Od czwartkowego poranka na Morzu Północnym w rejonie Texel trwały poszukiwania zaginionego kutra rybackiego Urk z dwoma członkami załogi. Wszystko po tym, jak o godzinie 5:46 radiostacja ratunkowa kutra rybackiego UK165, o nazwie Lummetje, nadała sygnał S.O.S. Urządzenie to wysyła sygnał z informacją o swojej pozycji automatycznie, gdy tylko będzie miało kontakt z wodą. Najczęściej ma to miejsce, gdy statek tonie lub obraca się stępką do góry czy przewraca na bok.

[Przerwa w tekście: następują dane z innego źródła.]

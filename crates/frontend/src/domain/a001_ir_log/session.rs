//! Edit session for a single IR log.
//!
//! The session owns a snapshot of the log taken when editing starts and a
//! separate working copy the editor mutates. The store is only touched on a
//! successful commit (server record) or on closing a dirty session (snapshot).
//!
//! ```text
//! Idle --open--> Open --mark_dirty--> Open(dirty) --commit ok--> Idle
//! Open(dirty) --close--> Idle   store entry reset to snapshot
//! Open        --close--> Idle   store untouched
//! Open --commit--> Committing --fail--> Open
//! ```
//!
//! Nothing here holds a `RefCell` borrow across an `.await`.

use contracts::domain::a001_ir_log::{validate_name, IrLog, IrLogId, IrLogNameForm};
use std::cell::{Cell, RefCell};
use std::rc::Rc;

use super::api::LogGateway;
use super::error::LogError;
use super::overlay::OverlayHost;
use super::store::LogStore;
use crate::shared::notify::NotificationSink;

pub const MSG_UPDATE_OK: &str = "success to update";
pub const MSG_UPDATE_FAILED: &str = "failed to update";

/// Where a resolved commit landed relative to the live edit
#[derive(Debug, Clone, Copy, PartialEq, Eq)]
enum LateCommit {
    /// The commit's own edit was still live and is now ended
    EndedHere,
    /// A newer edit of the same log took the record as its snapshot
    Absorbed { refresh: bool },
    /// No live edit of this log
    Detached,
}

#[derive(Debug, Clone, Copy, PartialEq, Eq)]
pub enum SessionStatus {
    Idle,
    Open,
    Committing,
}

struct ActiveEdit {
    /// Distinguishes this edit from later ones when a commit resolves late
    generation: u64,
    snapshot: IrLog,
    working: IrLog,
    dirty: bool,
    valid: bool,
    committing: bool,
    /// Store entry predates `snapshot`; set when an earlier commit of the
    /// same log resolved during this edit
    store_behind: bool,
}

pub struct EditSession {
    active: RefCell<Option<ActiveEdit>>,
    next_generation: Cell<u64>,
    store: Rc<LogStore>,
    gateway: Rc<dyn LogGateway>,
    notifier: Rc<dyn NotificationSink>,
    overlay: Rc<dyn OverlayHost>,
}

impl EditSession {
    pub fn new(
        store: Rc<LogStore>,
        gateway: Rc<dyn LogGateway>,
        notifier: Rc<dyn NotificationSink>,
        overlay: Rc<dyn OverlayHost>,
    ) -> Self {
        Self {
            active: RefCell::new(None),
            next_generation: Cell::new(1),
            store,
            gateway,
            notifier,
            overlay,
        }
    }

    pub fn status(&self) -> SessionStatus {
        match self.active.borrow().as_ref() {
            None => SessionStatus::Idle,
            Some(edit) if edit.committing => SessionStatus::Committing,
            Some(_) => SessionStatus::Open,
        }
    }

    pub fn is_dirty(&self) -> bool {
        self.active.borrow().as_ref().is_some_and(|e| e.dirty)
    }

    pub fn is_valid(&self) -> bool {
        self.active.borrow().as_ref().is_some_and(|e| e.valid)
    }

    pub fn working(&self) -> Option<IrLog> {
        self.active.borrow().as_ref().map(|e| e.working.clone())
    }

    pub fn snapshot(&self) -> Option<IrLog> {
        self.active.borrow().as_ref().map(|e| e.snapshot.clone())
    }

    /// Start editing `record` and show it. Returns the working copy.
    ///
    /// Only one edit may be live; a second `open` fails with `Conflict` and
    /// leaves the live edit untouched.
    pub fn open(&self, record: &IrLog) -> Result<IrLog, LogError> {
        if let Some(edit) = self.active.borrow().as_ref() {
            log::debug!(
                "open of log {} rejected, log {} is being edited",
                record.id,
                edit.snapshot.id
            );
            return Err(LogError::Conflict(edit.snapshot.id));
        }

        let generation = self.next_generation.get();
        self.next_generation.set(generation + 1);

        let working = record.clone();
        *self.active.borrow_mut() = Some(ActiveEdit {
            generation,
            snapshot: record.clone(),
            working: working.clone(),
            dirty: false,
            valid: validate_name(&record.name).is_ok(),
            committing: false,
            store_behind: false,
        });
        log::debug!("editing log {}", record.id);

        self.overlay.show(&working);
        Ok(working)
    }

    /// Look the log up in the store and open it
    pub fn open_by_id(&self, id: IrLogId) -> Result<IrLog, LogError> {
        let record = self.store.find_by_id(id).ok_or(LogError::NotFound(id))?;
        self.open(&record)
    }

    /// Mutate the working copy. The id cannot be changed.
    ///
    /// `f` must not call back into the session.
    pub fn edit_working(&self, f: impl FnOnce(&mut IrLog)) -> Result<(), LogError> {
        let mut active = self.active.borrow_mut();
        let edit = active.as_mut().ok_or(LogError::NoSession)?;
        if edit.committing {
            return Err(LogError::Conflict(edit.snapshot.id));
        }
        let id = edit.working.id;
        f(&mut edit.working);
        edit.working.id = id;
        Ok(())
    }

    /// Editor reports a user change. Never derived from comparing values.
    pub fn mark_dirty(&self) {
        if let Some(edit) = self.active.borrow_mut().as_mut() {
            edit.dirty = true;
        }
    }

    /// Editor reports whether the working copy passes its validation rules
    pub fn set_valid(&self, valid: bool) {
        if let Some(edit) = self.active.borrow_mut().as_mut() {
            edit.valid = valid;
        }
    }

    /// Apply a name typed in the editor: edits the working copy, marks the
    /// edit dirty and records whether the name is valid.
    ///
    /// Refused with `Conflict` while committing; the working copy, dirty and
    /// valid flags are then left as they were.
    pub fn rename(&self, name: &str) -> Result<(), LogError> {
        self.edit_working(|w| w.name = name.to_string())?;
        self.mark_dirty();
        self.set_valid(validate_name(name).is_ok());
        Ok(())
    }

    /// Persist the working copy.
    ///
    /// On success the server's record goes into the store, the edit ends and
    /// the overlay is hidden. On a transport failure the edit stays open with
    /// the user's changes so it can be retried. An invalid working copy is
    /// rejected before any request and without a notification.
    ///
    /// A commit that resolves after its edit was closed while a newer edit of
    /// the same log is live becomes that edit's snapshot instead of touching
    /// the store; the store catches up when the newer edit ends.
    pub async fn commit(&self) -> Result<IrLog, LogError> {
        let (generation, id, form) = {
            let mut active = self.active.borrow_mut();
            let edit = active.as_mut().ok_or(LogError::NoSession)?;
            if edit.committing {
                return Err(LogError::Conflict(edit.snapshot.id));
            }
            if !edit.valid {
                return Err(LogError::Validation(format!(
                    "log {} has invalid fields",
                    edit.working.id
                )));
            }
            edit.committing = true;
            (
                edit.generation,
                edit.working.id,
                IrLogNameForm::from_log(&edit.working),
            )
        };

        log::debug!("committing log {}", id);
        match self.gateway.update(id, &form).await {
            Ok(saved) => {
                let outcome = {
                    let mut active = self.active.borrow_mut();
                    if active.as_ref().is_some_and(|e| e.generation == generation) {
                        *active = None;
                        LateCommit::EndedHere
                    } else if let Some(edit) = active.as_mut().filter(|e| e.snapshot.id == id) {
                        edit.snapshot = saved.clone();
                        edit.store_behind = true;
                        if edit.dirty {
                            LateCommit::Absorbed { refresh: false }
                        } else {
                            edit.working = saved.clone();
                            LateCommit::Absorbed { refresh: true }
                        }
                    } else {
                        LateCommit::Detached
                    }
                };

                match outcome {
                    LateCommit::Absorbed { refresh } => {
                        log::debug!("saved log {} folded into the live edit", id);
                        if refresh {
                            self.overlay.show(&saved);
                        }
                    }
                    LateCommit::EndedHere | LateCommit::Detached => {
                        if let Err(e) = self.store.replace(id, saved.clone()) {
                            log::warn!("saved log {} not reconciled: {}", id, e);
                        }
                    }
                }
                self.notifier.success(MSG_UPDATE_OK);
                if outcome == LateCommit::EndedHere {
                    self.overlay.hide();
                }
                Ok(saved)
            }
            Err(e) => {
                log::warn!("update of log {} failed: {}", id, e);
                if let Some(edit) = self.active.borrow_mut().as_mut() {
                    if edit.generation == generation {
                        edit.committing = false;
                    }
                }
                self.notifier.failure(MSG_UPDATE_FAILED);
                Err(e)
            }
        }
    }

    /// End the edit after the overlay was dismissed.
    ///
    /// A dirty edit resets the store entry with the snapshot's id to the
    /// snapshot, matched against whatever list is current. A clean edit
    /// leaves the store alone unless its snapshot is newer than the store.
    /// No-op when idle.
    pub fn close(&self) {
        let Some(edit) = self.active.borrow_mut().take() else {
            return;
        };

        if edit.dirty || edit.store_behind {
            let id = edit.snapshot.id;
            match self.store.replace(id, edit.snapshot) {
                Ok(()) => log::debug!("log {} reset to its pre-edit value", id),
                Err(e) => log::warn!("log {} not reset: {}", id, e),
            }
        }

        self.overlay.hide();
    }
}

Na miejsce natychmiast wysłano jednostki SAR oraz straż przybrzeżną. Sonary jednej z jednostek w rejonie poszukiwania namierzyły wrak kutra. Jednostka znajdowała się na dnie. W takie sytuacji na miejsce powinna udać się grupa nurków, której zadaniem jest sprawdzenie zatopionego statku. Istnieje bowiem cień szansy, że wrak pogrzebał na dnie żywych ludzi. Wystarczy bowiem, by w niezalanych przedziałach było powietrze.

 

Tragiczne warunki

Niestety w czwartek zejście pod wodę było praktycznie niemożliwe. Wszystko z powodu bardzo trudnych warunków na morzu. Siła wiatru w rejonie przekraczała 6 stopni w skali Beauforta. Co oznaczało, iż wiatr wiał z prędkością około 50 kilometrów na godzinę, tworzą falę sięgające od 1,5 do nawet 3 metrów. Służby, mimo jednak tak złych warunków, nie przerwały poszukiwań. Załoga jednego z helikopterów ratowniczych zobaczyła niesioną sztormem dmuchaną tratwę ratunkową. Była ona jednak pusta. To zaś mogło oznaczać, iż marynarzom z tonącej jednostki udało się opuścić pokład, ale np. z racji na silny wiatr, nie zdołali wejść do szalupy i teraz przebywają gdzieś w wodzie.

KNRM w opałach

Jednostki KNRM przeszukiwały okolicę pomimo coraz gorszych warunków. Wkrótce jedna z takich łodzi poszukiwawczo-ratowniczych sama stała się miejscem tragedii. Jednostka wspięła się na wysoką falę, by dosłownie kilka sekund później spaść z jej szczytu w dół. Statek ratowniczy, przygotowany do pływania w każdych warunkach nie zawiódł. Pomimo pikowania z wysokości 5 metrów przetrwał nienaruszony. Niestety tego samego nie można powiedzieć o załodze. Wszystko działo się tak szybko, że ratownicy w środku latali jak szmaciane lalki. W efekcie dwóch z nich odniosło poważne obrażenia. Jeden z marynarzy miał problemy z plecami i kręgosłupem, drugi z klatką piersiową. Podejrzewano złamania żeber i uszkodzenia kręgosłupa. Jednostka musiała więc w trybie pilnym opuścić rejon poszukiwań, udać się do portu, by członkowie jej załogi mogli trafić do szpitala.

Tam na szczęście okazało się, iż ratownicy doznali tylko poważnych stłuczeń. Wszystkie żebra i kręgi są całe i mogą wrócić do swoich domów, w których z racji na swój stan zdrowia spędzą jednak kilka dni.

 

Załoga zatopionej jednostki według ostatnich informacji (piątkowy wieczór), nadal pozostaje zaginiona.